The main risk is around hosting third-party data. It is way way lower with limiting things to trustless responses, but given enough time, is non-zero.

:point_right: @BigLep Due to this we should keep separate trustless-gateway.link and just to be safe, also separate delegated-ipfs.dev for routing when we hard-code it as implicit default in Helia and other places (requests for delegated-ipfs.dev/routing/v1 in dev-tools will be self-explanatory, we have "delegated" "ipfs" and "routing" in the URL, which is good UX)

ps. I really like "IPFS Waterworks" as potential nucleation name for dev/infra team (ipfs-waterworks.dev?) :) but it feels separate from trustless gateway and delegated routing needs we discuss in this issue

BigLep commented 1 year ago

2023-10-26 maintainer conversation: We need to give CURL or CLI commands so that @ns4plabs can verify This conversation will happen in #bifrost-community

BigLep commented 1 year ago

2023-10-31 maintainer discussion about docs

(@BigLep will flush this out further)

General delegated routing

BigLep commented 1 year ago

I cleaned up the minimum done criteria around docs.
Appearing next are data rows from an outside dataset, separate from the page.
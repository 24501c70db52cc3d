//! Configuration management for TourDesk.
//!
//! Configuration is optional: every section has defaults, a TOML file can
//! override any subset of them, and a few environment variables override the
//! file at runtime.

use serde::{Deserialize, Serialize};
use std::path::{Path, PathBuf};
use thiserror::Error;

/// Configuration errors
#[derive(Error, Debug)]
pub enum ConfigError {
    #[error("Failed to read configuration file: {0}")]
    ReadError(#[from] std::io::Error),

    #[error("Failed to parse configuration: {0}")]
    ParseError(#[from] toml::de::Error),

    #[error("Invalid configuration: {0}")]
    ValidationError(String),
}

#[derive(Debug, Clone, Default, PartialEq, Serialize, Deserialize)]
pub struct Config {
    #[serde(default)]
    pub storage: StorageConfig,
    #[serde(default)]
    pub display: DisplayConfig,
    #[serde(default)]
    pub validation: ValidationConfig,
    #[serde(default)]
    pub logging: LoggingConfig,
}

#[derive(Debug, Clone, PartialEq, Serialize, Deserialize)]
pub struct StorageConfig {
    #[serde(default = "default_db_path")]
    pub db_path: PathBuf,
}

#[derive(Debug, Clone, PartialEq, Serialize, Deserialize)]
pub struct DisplayConfig {
    #[serde(default = "default_window_title")]
    pub window_title: String,
    /// Appended to formatted prices in the table, never stored
    #[serde(default = "default_currency_suffix")]
    pub currency_suffix: String,
}

#[derive(Debug, Clone, Default, PartialEq, Serialize, Deserialize)]
pub struct ValidationConfig {
    /// Require `YYYY-MM-DD` start dates so lexical order matches calendar order
    #[serde(default)]
    pub strict_dates: bool,
}

#[derive(Debug, Clone, PartialEq, Serialize, Deserialize)]
pub struct LoggingConfig {
    #[serde(default = "default_log_level")]
    pub level: String,
    #[serde(default)]
    pub json: bool,
}

fn default_db_path() -> PathBuf {
    PathBuf::from("tours.db")
}

fn default_window_title() -> String {
    "Tour Operator - Tour Management".to_string()
}

fn default_currency_suffix() -> String {
    "RUB".to_string()
}

fn default_log_level() -> String {
    "info".to_string()
}

impl Default for StorageConfig {
    fn default() -> Self {
        Self {
            db_path: default_db_path(),
        }
    }
}

impl Default for DisplayConfig {
    fn default() -> Self {
        Self {
            window_title: default_window_title(),
            currency_suffix: default_currency_suffix(),
        }
    }
}

impl Default for LoggingConfig {
    fn default() -> Self {
        Self {
            level: default_log_level(),
            json: false,
        }
    }
}

impl Config {
    pub fn from_file<P: AsRef<Path>>(path: P) -> Result<Self, ConfigError> {
        let content = std::fs::read_to_string(path)?;
        Self::from_toml_str(&content)
    }

    pub fn from_toml_str(content: &str) -> Result<Self, ConfigError> {
        let config: Config = toml::from_str(content)?;
        let config = config.normalized();
        config.validate()?;
        Ok(config)
    }

    /// Trim the currency suffix; displayed prices are matched against it
    fn normalized(mut self) -> Self {
        self.display.currency_suffix = self.display.currency_suffix.trim().to_string();
        self
    }

    /// Load from `path` when given, defaults otherwise, then apply env overrides
    pub fn load(path: Option<&Path>) -> Result<Self, ConfigError> {
        let config = match path {
            Some(path) => Self::from_file(path)?,
            None => Self::default(),
        };
        let config = config.with_runtime_overrides();
        config.validate()?;
        Ok(config)
    }

    pub fn with_runtime_overrides(mut self) -> Self {
        if let Ok(db_path) = std::env::var("TOURDESK_DB_PATH") {
            if !db_path.trim().is_empty() {
                self.storage.db_path = PathBuf::from(db_path);
            }
        }

        if let Ok(suffix) = std::env::var("TOURDESK_CURRENCY") {
            if !suffix.trim().is_empty() {
                self.display.currency_suffix = suffix.trim().to_string();
            }
        }

        if let Ok(json) = std::env::var("TOURDESK_LOG_JSON") {
            let lowered = json.to_ascii_lowercase();
            self.logging.json = matches!(lowered.as_str(), "1" | "true" | "yes" | "on");
        }

        self
    }

    pub fn validate(&self) -> Result<(), ConfigError> {
        if self.storage.db_path.as_os_str().is_empty() {
            return Err(ConfigError::ValidationError(
                "storage.db_path cannot be empty".to_string(),
            ));
        }

        // The suffix is stripped back off displayed prices, so it has to be
        // distinguishable from the number itself.
        let suffix = self.display.currency_suffix.trim();
        if suffix.is_empty() || suffix.chars().any(|c| c.is_ascii_digit()) {
            return Err(ConfigError::ValidationError(format!(
                "display.currency_suffix must be non-empty and contain no digits (got {:?})",
                self.display.currency_suffix
            )));
        }

        Ok(())
    }
}
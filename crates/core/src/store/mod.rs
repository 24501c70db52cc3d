//! Tour Store - persistence for tour records
//!
//! The store owns the `tours` schema and every read and write against it.
//! It performs no validation: drafts are trusted to satisfy the tour
//! invariants already.

use crate::error::Result;
use crate::types::{Tour, TourDraft, TourId};

#[cfg(feature = "sqlite")]
mod sqlite;

#[cfg(feature = "sqlite")]
pub use sqlite::SqliteTourStore;

/// Persistence operations over the tour collection
pub trait TourStore {
    /// Ensure the schema exists. Safe to call on every startup.
    fn initialize(&self) -> Result<()>;

    /// Persist a new tour, returning its freshly assigned identifier
    fn create(&self, draft: &TourDraft) -> Result<TourId>;

    /// Every tour, ascending by start date
    fn list_all(&self) -> Result<Vec<Tour>>;

    /// Fetch a single tour
    fn get(&self, id: TourId) -> Result<Option<Tour>>;

    /// Overwrite all editable fields of `id`. Unknown ids are ignored.
    fn update(&self, id: TourId, draft: &TourDraft) -> Result<()>;

    /// Remove `id`. Unknown ids are ignored.
    fn delete(&self, id: TourId) -> Result<()>;

    /// Tours whose destination, country, operator or hotel contains `term`,
    /// ordered like [`TourStore::list_all`]
    fn search(&self, term: &str) -> Result<Vec<Tour>>;
}
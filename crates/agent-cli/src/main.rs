//! `investor-agent`: build the investor directory, chat in the terminal, or serve the chat UI

use agent_core::Context;
use agent_investor::prompts::default_registry;
use agent_investor::scrape::HttpPageFetcher;
use agent_investor::web::{self, AppState};
use agent_investor::{DirectoryBuilder, DirectoryCache, InvestorAgent, InvestorConfig};
use agent_llm::LLMProvider;
use agent_llm::providers::OpenAIProvider;
use agent_runtime::ExecutorEventHandler;
use anyhow::Context as _;
use async_trait::async_trait;
use clap::{Parser, Subcommand};
use serde_json::Value;
use std::io::Write;
use std::net::SocketAddr;
use std::path::PathBuf;
use std::sync::Arc;
use tokio::io::{AsyncBufReadExt, BufReader};
use tracing::{error, info};

#[derive(Parser)]
#[command(name = "investor-agent")]
#[command(about = "Chat about Indian super-investor portfolios", long_about = None)]
struct Cli {
    #[command(subcommand)]
    command: Commands,
}

#[derive(Subcommand)]
enum Commands {
    /// Scrape and structure the top-investor directory into investors.json
    BuildDirectory {
        /// Ignore the cached directory and rebuild
        #[arg(long)]
        refresh: bool,

        /// Write here instead of INVESTORS_FILE
        #[arg(long)]
        output: Option<PathBuf>,
    },
    /// Chat with the assistant in the terminal
    Chat,
    /// Serve the browser chat UI
    Serve {
        /// Address to listen on
        #[arg(long, default_value = "127.0.0.1:8000")]
        addr: SocketAddr,
    },
}

#[tokio::main]
async fn main() -> anyhow::Result<()> {
    agent_utils::load_dotenv();
    agent_utils::init_tracing("info");

    let cli = Cli::parse();
    let config = InvestorConfig::from_env()?;
    let provider: Arc<dyn LLMProvider> =
        Arc::new(OpenAIProvider::from_env().context("LLM provider configuration")?);
    info!(provider = provider.name(), model = %config.model, "Starting investor-agent");

    match cli.command {
        Commands::BuildDirectory { refresh, output } => {
            build_directory(&config, provider, refresh, output).await
        }
        Commands::Chat => chat(&config, provider).await,
        Commands::Serve { addr } => {
            let agent = load_agent(&config, provider)?;
            web::serve(addr, AppState::new(Arc::new(agent))).await?;
            Ok(())
        }
    }
}

async fn build_directory(
    config: &InvestorConfig,
    provider: Arc<dyn LLMProvider>,
    refresh: bool,
    output: Option<PathBuf>,
) -> anyhow::Result<()> {
    let cache = Arc::new(DirectoryCache::open(config.cache_path())?);
    let fetcher = Arc::new(HttpPageFetcher::new(config.request_timeout)?);

    let mut builder = DirectoryBuilder::new(config, fetcher, provider, default_registry()?, cache)?
        .with_refresh(refresh);
    if let Some(path) = output {
        builder = builder.with_output_path(path);
    }

    let directory = builder.build().await.context("Building investor directory")?;
    println!(
        "Wrote {} investors ({} individual, {} institutional, {} FII) to {}",
        directory.len(),
        directory.individual_investors.len(),
        directory.institutional_investors.len(),
        directory.fii_investors.len(),
        builder.output_path().display()
    );
    Ok(())
}

fn load_agent(config: &InvestorConfig, provider: Arc<dyn LLMProvider>) -> anyhow::Result<InvestorAgent> {
    let prompts = default_registry()?;
    Ok(InvestorAgent::from_config(config, provider, &prompts)?)
}

/// Prints streamed text straight to the terminal
struct StdoutHandler;

#[async_trait]
impl ExecutorEventHandler for StdoutHandler {
    fn on_text_delta(&self, delta: &str) {
        let mut stdout = std::io::stdout().lock();
        let _ = write!(stdout, "{delta}");
        let _ = stdout.flush();
    }

    async fn on_tool_start(&self, _id: &str, name: &str, _input: &Value) {
        info!(tool = name, "Looking up data");
    }
}

async fn chat(config: &InvestorConfig, provider: Arc<dyn LLMProvider>) -> anyhow::Result<()> {
    let agent = load_agent(config, provider)?;
    let handler: Arc<dyn ExecutorEventHandler> = Arc::new(StdoutHandler);
    let mut context = Context::new().with_session_id("terminal");

    println!("Avi is ready. Ask about top Indian investors and their portfolios (Ctrl-D to quit).");
    let mut lines = BufReader::new(tokio::io::stdin()).lines();
    loop {
        print!("\n> ");
        std::io::stdout().flush()?;

        let Some(line) = lines.next_line().await? else {
            break;
        };
        let input = line.trim();
        if input.is_empty() {
            continue;
        }
        if matches!(input, "exit" | "quit") {
            break;
        }

        if let Err(e) = agent
            .chat(input.to_string(), &mut context, Some(handler.clone()))
            .await
        {
            error!(error = %e, "Turn failed");
            println!("Sorry, something went wrong: {e}");
        }
        println!();
    }
    Ok(())
}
A better treatment of delegated content routing docs is started in https://github.com/ipfs/ipfs-docs/issues/1752

cewood commented 10 months ago

Per the planning sync in 2024-01-04-IPFS-Shipyard-Kubo-0-26-planning we decided to repurpose the preload staging nodes to run someguy, and point the delegated routing domains to these nodes. If appropriate, we can split that into a separate ticket, or just handle it here.

2color commented 10 months ago

Update from @ns4plabs:

The following branch of Someguy is deployed to a new host (not replacing any of the preload nodes) and is available on https://delegated-ipfs.dev/routing/v1

2color commented 10 months ago

Main challenge right now is that the endpoint is slow, e.g. 8 seconds for the following request: https://delegated-ipfs.dev/routing/v1/providers/bafkreia2xtwwdys4dxonlzjod5yxdz7tkiut5l2sgrdrh4d52d3qpstrpy and there's no caching in place.

2color commented 10 months ago

@ns4plabs added the cache-control header with the max-age=60 to the reverse proxy for the hosted version of this. I think this is fine for now, since this will also apply to empty responses, which we'd want cached for only 15 seconds.

2color commented 10 months ago

For us to intelligently set the cache-control (depending on wether the response is empty or not), we'd need to either:

More info here https://github.com/ipfs-shipyard/someguy/issues/26

2color commented 9 months ago

trustless-gateway.link still doesn't work when passing the format GET parameter. It only works when passing the Accept header.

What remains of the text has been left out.